On wednesday, the second RailsWayCon conference, organized by the Software&Support team, in Berlin came to an end. This time, I had not one, but two talks to give and this put me in the rather unfortunate position to have spent more time in my awesome hotel room finishing the slides than to attend other people’s talk.
As last year, the programme was pretty good. The omnipresent Yehuda didn’t fail to impress with his talks on Rails 3 and jQuery usage in Rails, always good to hear what’s going on in the core team. I also particularly enjoyed the talks by Michael Mahlberg and Jens-Christian Fischer, one on the SOLID design principles and how to use them in Rails applications and the other one being a great session to explain and actually do Coding Dojos/Katas. I guess we at mindmatters need to get back to them, it’s a lot of fun and you learn a ton on pair programming while doing it.
Also really good was Sven Fuchs’ talk on the i18n gem and the underlying design principles. And of course, Jonathan Weiss didn’t fail to deliver, I enjoyed his talk on CouchDB and missed the other one, though.
As usual, there were also some more mediocre talks, with people either being too chaotic or too insubstantial in their presentations – but nothing was actually able to beat the awkwardness of the panel on “Designers vs. Developers” that was part of the webinale conference of RailsWayCon was only a small part. I really could do without 5 people sitting on stage discussing issues we solved like 5-6 years ago (E.g. the whole “pixelperfect” webdesign issues) while completely ignoring the issues that are currently our biggest problem like the fact that print designers usually have no clue whatsoever on information architecture, UX design and agile processes.
In contrast, I very much enjoyed the Panel on Tuesday evening, there was beer and some good discussions. One minor downside though was Michael Johanns try to kind of artificially push the discussion into a general “Rails in the enterprise” discussion.
Generally I would give the advice of not focusing too much on Enterprise problems. There were quite a few talks on enterprise features and enterprise patterns or ways to optimize projects for the enterprise. While it is generally understandable as S&S have their roots in the rather enterprisey Java market with conferences like the big JAX probably being their cash cow, also several members of the programme commitee are consultants with a classical enterprise track record, I still think that it doesn’t really fit Rails too well. This also kinda shone through during the panel discussion on tuesday evening, where I got a loud round of applause for just raising the question why we focus on the enterprise so much.
But that’s a point for another post – My personal and general sentiments against working in the enterprise field are rather strong and I already promised on twitter to elaborate a bit on that.

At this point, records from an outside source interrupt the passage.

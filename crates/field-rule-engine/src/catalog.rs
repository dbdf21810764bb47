//! 字段目录
//!
//! 使用 DashMap 提供线程安全的内存字段缓存，支持字段的加载、更新、删除和批量评估。
//! 目录只存在于内存中，不负责持久化。

use crate::compiler::{CompiledField, FieldCompiler};
use crate::error::{Result, RuleError};
use crate::executor::FieldExecutor;
use crate::models::{EvaluationContext, FieldConfig, FieldEvaluation};
use dashmap::DashMap;
use std::sync::Arc;
use std::sync::atomic::{AtomicU64, Ordering};
use tracing::{info, instrument, warn};

/// 目录条目，`sequence` 记录首次加载顺序
#[derive(Debug, Clone)]
struct CatalogEntry {
    compiled: CompiledField,
    sequence: u64,
}

/// 字段目录
#[derive(Clone)]
pub struct FieldCatalog {
    /// 编译后的字段缓存
    fields: Arc<DashMap<String, CatalogEntry>>,
    /// 字段编译器
    compiler: Arc<parking_lot::Mutex<FieldCompiler>>,
    /// 字段执行器
    executor: Arc<FieldExecutor>,
    next_sequence: Arc<AtomicU64>,
}

impl FieldCatalog {
    /// 创建新的字段目录
    pub fn new() -> Self {
        Self::with_executor(FieldExecutor::new())
    }

    /// 使用指定执行器创建字段目录（例如启用追踪的执行器）
    pub fn with_executor(executor: FieldExecutor) -> Self {
        Self {
            fields: Arc::new(DashMap::new()),
            compiler: Arc::new(parking_lot::Mutex::new(FieldCompiler::new())),
            executor: Arc::new(executor),
            next_sequence: Arc::new(AtomicU64::new(0)),
        }
    }

    /// 获取当前目录中的字段数量
    pub fn len(&self) -> usize {
        self.fields.len()
    }

    /// 检查目录是否为空
    pub fn is_empty(&self) -> bool {
        self.fields.is_empty()
    }

    /// 目录使用的执行器
    pub fn executor(&self) -> &FieldExecutor {
        &self.executor
    }

    /// 加载字段（同名字段被替换，但保留原有顺序）
    #[instrument(skip(self, field), fields(field_name = %field.name))]
    pub fn load(&self, field: FieldConfig) {
        let compiled = {
            let mut compiler = self.compiler.lock();
            compiler.compile(field)
        };

        self.insert(compiled);
    }

    /// 加载字段（从 JSON 字符串）
    #[instrument(skip(self, json))]
    pub fn load_from_json(&self, json: &str) -> Result<String> {
        let compiled = {
            let mut compiler = self.compiler.lock();
            compiler.compile_from_json(json)?
        };

        Ok(self.insert(compiled))
    }

    /// 加载字段目录（JSON 数组）
    #[instrument(skip(self, json))]
    pub fn load_catalog_json(&self, json: &str) -> Result<Vec<String>> {
        let fields: Vec<FieldConfig> = serde_json::from_str(json)?;
        Ok(self.load_batch(fields))
    }

    /// 批量加载字段，返回加载的字段名
    #[instrument(skip(self, fields))]
    pub fn load_batch(&self, fields: Vec<FieldConfig>) -> Vec<String> {
        let mut loaded = Vec::with_capacity(fields.len());

        for field in fields {
            loaded.push(field.name.clone());
            self.load(field);
        }

        info!("批量加载完成: {} 个字段", loaded.len());
        loaded
    }

    fn insert(&self, compiled: CompiledField) -> String {
        let name = compiled.name().to_string();

        if compiled.has_diagnostics() {
            warn!(
                field_name = %name,
                duplicate_ids = ?compiled.duplicate_ids,
                unresolved_operands = ?compiled.unresolved_operands,
                "字段配置存在诊断告警"
            );
        }

        let sequence = self
            .fields
            .get(&name)
            .map(|entry| entry.sequence)
            .unwrap_or_else(|| self.next_sequence.fetch_add(1, Ordering::Relaxed));

        self.fields
            .insert(name.clone(), CatalogEntry { compiled, sequence });

        info!("字段已加载: {}", name);
        name
    }

    /// 更新字段
    #[instrument(skip(self, field), fields(field_name = %field.name))]
    pub fn update(&self, field: FieldConfig) -> Result<()> {
        if !self.fields.contains_key(&field.name) {
            warn!("更新不存在的字段: {}", field.name);
            return Err(RuleError::FieldNotFound(field.name));
        }

        self.load(field);
        Ok(())
    }

    /// 删除字段
    #[instrument(skip(self))]
    pub fn delete(&self, name: &str) -> Result<()> {
        if self.fields.remove(name).is_some() {
            info!("字段已删除: {}", name);
            Ok(())
        } else {
            warn!("删除不存在的字段: {}", name);
            Err(RuleError::FieldNotFound(name.to_string()))
        }
    }

    /// 获取字段
    pub fn get(&self, name: &str) -> Option<CompiledField> {
        self.fields.get(name).map(|entry| entry.compiled.clone())
    }

    /// 检查字段是否存在
    pub fn contains(&self, name: &str) -> bool {
        self.fields.contains_key(name)
    }

    /// 按加载顺序获取所有字段名
    pub fn list_names(&self) -> Vec<String> {
        self.list_all()
            .into_iter()
            .map(|compiled| compiled.field.name)
            .collect()
    }

    /// 按加载顺序获取所有字段
    pub fn list_all(&self) -> Vec<CompiledField> {
        let mut entries: Vec<CatalogEntry> =
            self.fields.iter().map(|entry| entry.value().clone()).collect();
        entries.sort_by_key(|entry| entry.sequence);
        entries.into_iter().map(|entry| entry.compiled).collect()
    }

    /// 评估单个字段
    pub fn evaluate(&self, name: &str, context: &EvaluationContext) -> Result<FieldEvaluation> {
        let compiled = self
            .get(name)
            .ok_or_else(|| RuleError::FieldNotFound(name.to_string()))?;

        Ok(self.executor.evaluate(context, compiled.field()))
    }

    /// 按加载顺序评估所有字段
    #[instrument(skip(self, context))]
    pub fn evaluate_all(&self, context: &EvaluationContext) -> Vec<FieldEvaluation> {
        self.list_all()
            .iter()
            .map(|compiled| self.executor.evaluate(context, compiled.field()))
            .collect()
    }

    /// 清空所有字段
    #[instrument(skip(self))]
    pub fn clear(&self) {
        let count = self.fields.len();
        self.fields.clear();
        info!("已清空 {} 个字段", count);
    }

    /// 获取目录统计信息
    pub fn stats(&self) -> CatalogStats {
        let mut stats = CatalogStats {
            fields_count: self.fields.len(),
            ..CatalogStats::default()
        };

        for entry in self.fields.iter() {
            let compiled = &entry.compiled;
            stats.total_conditions += compiled.field.conditions.len();
            stats.total_validations += compiled.field.validations().len();
            if compiled.has_diagnostics() {
                stats.fields_with_diagnostics += 1;
            }
        }

        stats
    }
}

impl Default for FieldCatalog {
    fn default() -> Self {
        Self::new()
    }
}

/// 目录统计信息
#[derive(Debug, Clone, Default)]
pub struct CatalogStats {
    /// 字段总数
    pub fields_count: usize,
    /// 所有字段的条件总数
    pub total_conditions: usize,
    /// 所有字段的校验规则总数
    pub total_validations: usize,
    /// 存在诊断告警的字段数
    pub fields_with_diagnostics: usize,
}
//! 动态表单字段规则引擎
//!
//! 根据声明式规则决定表单字段是否可见、当前值是否通过校验：
//! - JSON 字段配置（条件、逆波兰式可见性逻辑、叶子/组合校验）
//! - 条件求值与逻辑解释，所有异常一律降级为 false
//! - 字段编译诊断和线程安全的内存字段目录

pub mod catalog;
pub mod compiler;
pub mod error;
pub mod evaluator;
pub mod executor;
pub mod logic;
pub mod models;
pub mod operators;

pub use catalog::{CatalogStats, FieldCatalog};
pub use compiler::{CompiledField, FieldCompiler};
pub use error::{Result, RuleError};
pub use evaluator::ConditionEvaluator;
pub use executor::FieldExecutor;
pub use logic::{LogicInterpreter, OperandValues};
pub use models::{
    CompositeValidation, Condition, EvaluationContext, FieldConfig, FieldEvaluation,
    LeafValidation, Validation,
};
pub use operators::{LogicToken, Operator, tokens};

/// 字段在给定上下文中是否可见
pub fn is_visible(context: &EvaluationContext, field: &FieldConfig) -> bool {
    FieldExecutor::new().is_visible(context, field)
}

/// 校验字段，返回第一条失败消息
pub fn validate(context: &EvaluationContext, field: &FieldConfig) -> Option<String> {
    FieldExecutor::new().validate(context, field)
}
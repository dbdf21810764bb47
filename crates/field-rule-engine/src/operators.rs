//! 规则操作符定义

use serde::{Deserialize, Serialize};
use std::fmt;

/// 条件操作符
///
/// 操作符集合是封闭的：未知字符串在反序列化阶段即被拒绝，
/// 评估器里只需要一个穷尽的 match。
#[derive(Debug, Clone, Copy, PartialEq, Eq, Hash, Serialize, Deserialize)]
#[serde(rename_all = "snake_case")]
pub enum Operator {
    // 严格相等
    Equals,
    NotEquals,

    // 关系比较
    GreaterThan,
    LessThan,
    GreaterOrEqual,
    LessOrEqual,

    // 包含检查（数组元素或子串）
    Includes,
    NotIncludes,
}

impl Operator {
    pub const ALL: [Operator; 8] = [
        Self::Equals,
        Self::NotEquals,
        Self::GreaterThan,
        Self::LessThan,
        Self::GreaterOrEqual,
        Self::LessOrEqual,
        Self::Includes,
        Self::NotIncludes,
    ];

    pub fn as_str(&self) -> &'static str {
        match self {
            Self::Equals => "equals",
            Self::NotEquals => "not_equals",
            Self::GreaterThan => "greater_than",
            Self::LessThan => "less_than",
            Self::GreaterOrEqual => "greater_or_equal",
            Self::LessOrEqual => "less_or_equal",
            Self::Includes => "includes",
            Self::NotIncludes => "not_includes",
        }
    }
}

impl fmt::Display for Operator {
    fn fmt(&self, f: &mut fmt::Formatter<'_>) -> fmt::Result {
        f.write_str(self.as_str())
    }
}

/// 逻辑表达式记号（逆波兰式）
///
/// 序列化为普通字符串：`"AND"` / `"OR"` / `"NOT"` 是操作符（区分大小写），
/// 其余字符串都视为条件 ID。
#[derive(Debug, Clone, PartialEq, Eq, Hash, Serialize, Deserialize)]
#[serde(from = "String", into = "String")]
pub enum LogicToken {
    Operand(String),
    And,
    Or,
    Not,
}

impl LogicToken {
    /// 创建操作数记号
    pub fn operand(id: impl Into<String>) -> Self {
        Self::Operand(id.into())
    }
}

impl From<&str> for LogicToken {
    fn from(s: &str) -> Self {
        match s {
            "AND" => Self::And,
            "OR" => Self::Or,
            "NOT" => Self::Not,
            other => Self::Operand(other.to_string()),
        }
    }
}

impl From<String> for LogicToken {
    fn from(s: String) -> Self {
        match s.as_str() {
            "AND" => Self::And,
            "OR" => Self::Or,
            "NOT" => Self::Not,
            _ => Self::Operand(s),
        }
    }
}

impl From<LogicToken> for String {
    fn from(token: LogicToken) -> Self {
        match token {
            LogicToken::Operand(id) => id,
            other => other.to_string(),
        }
    }
}

impl fmt::Display for LogicToken {
    fn fmt(&self, f: &mut fmt::Formatter<'_>) -> fmt::Result {
        match self {
            Self::Operand(id) => write!(f, "{}", id),
            Self::And => write!(f, "AND"),
            Self::Or => write!(f, "OR"),
            Self::Not => write!(f, "NOT"),
        }
    }
}

/// 将字符串序列转换为记号序列
pub fn tokens<I, S>(items: I) -> Vec<LogicToken>
where
    I: IntoIterator<Item = S>,
    S: AsRef<str>,
{
    items
        .into_iter()
        .map(|s| LogicToken::from(s.as_ref()))
        .collect()
}
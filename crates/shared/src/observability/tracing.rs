//! 日志初始化
//!
//! 基于 tracing-subscriber，支持 JSON（结构化）和 pretty（人类可读）两种输出格式。

use anyhow::Result;
use tracing_subscriber::{
    EnvFilter, Layer,
    fmt::{self, format::FmtSpan},
    layer::SubscriberExt,
    util::SubscriberInitExt,
};

use super::ObservabilityConfig;

/// 构建环境过滤器：RUST_LOG 优先，其次是配置的日志级别
pub fn env_filter(config: &ObservabilityConfig) -> EnvFilter {
    EnvFilter::try_from_default_env()
        .or_else(|_| EnvFilter::try_new(&config.log_level))
        .unwrap_or_else(|_| EnvFilter::new("info"))
}

/// 初始化全局 subscriber
///
/// 日志写到 stderr，stdout 留给命令行输出。重复初始化返回错误。
pub fn init(config: &ObservabilityConfig) -> Result<()> {
    let fmt_layer = if config.json_logs {
        fmt::layer()
            .json()
            .with_writer(std::io::stderr)
            .with_span_events(FmtSpan::CLOSE)
            .with_target(true)
            .with_thread_ids(true)
            .boxed()
    } else {
        fmt::layer()
            .with_writer(std::io::stderr)
            .with_target(true)
            .with_thread_ids(false)
            .with_ansi(true)
            .boxed()
    };

    tracing_subscriber::registry()
        .with(env_filter(config))
        .with(fmt_layer)
        .try_init()?;

    Ok(())
}

#[cfg(test)]
mod tests {
    use super::*;

    #[test]
    fn test_env_filter_falls_back_on_invalid_level() {
        let config = ObservabilityConfig {
            log_level: "not a [valid filter".to_string(),
            ..Default::default()
        };
        // 无论 RUST_LOG 是否设置都不应 panic
        let _ = env_filter(&config);
    }
}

Last but not least I also very much enjoyed the dinner on Monday with the Railslove guys and Dennis and the post-conf meetup on Wednesday with the berlin guys like Mathias, Jonathan, Phillip and Thilo.
I hope you guys kinda enjoyed my presentations as well. I was, of course, not satisfied with the results of the MongoDB presentation, as I had hoped to have a lot more real usage data and experience with me, but there were some dropped projects and so currently I only have one little pet project in production right now which is not nearly enough. I hope you can forgive me for the slightly misleading title, though.
So, here they are:
MongoDB and MongoMapper 4 real
10 fun projects to improve your coding skills
You can find more information on the 10 projects at the dedicated page.
In the end, I really enjoyed meeting all the friends in the rails community. It’s an awesome place to be. Also thanks again to the S&S group for being a nice host. There may be better places for a conf than the Maritim ProArte, but in contrast to last year it was really good to be able to stay in the same place as the conference takes place.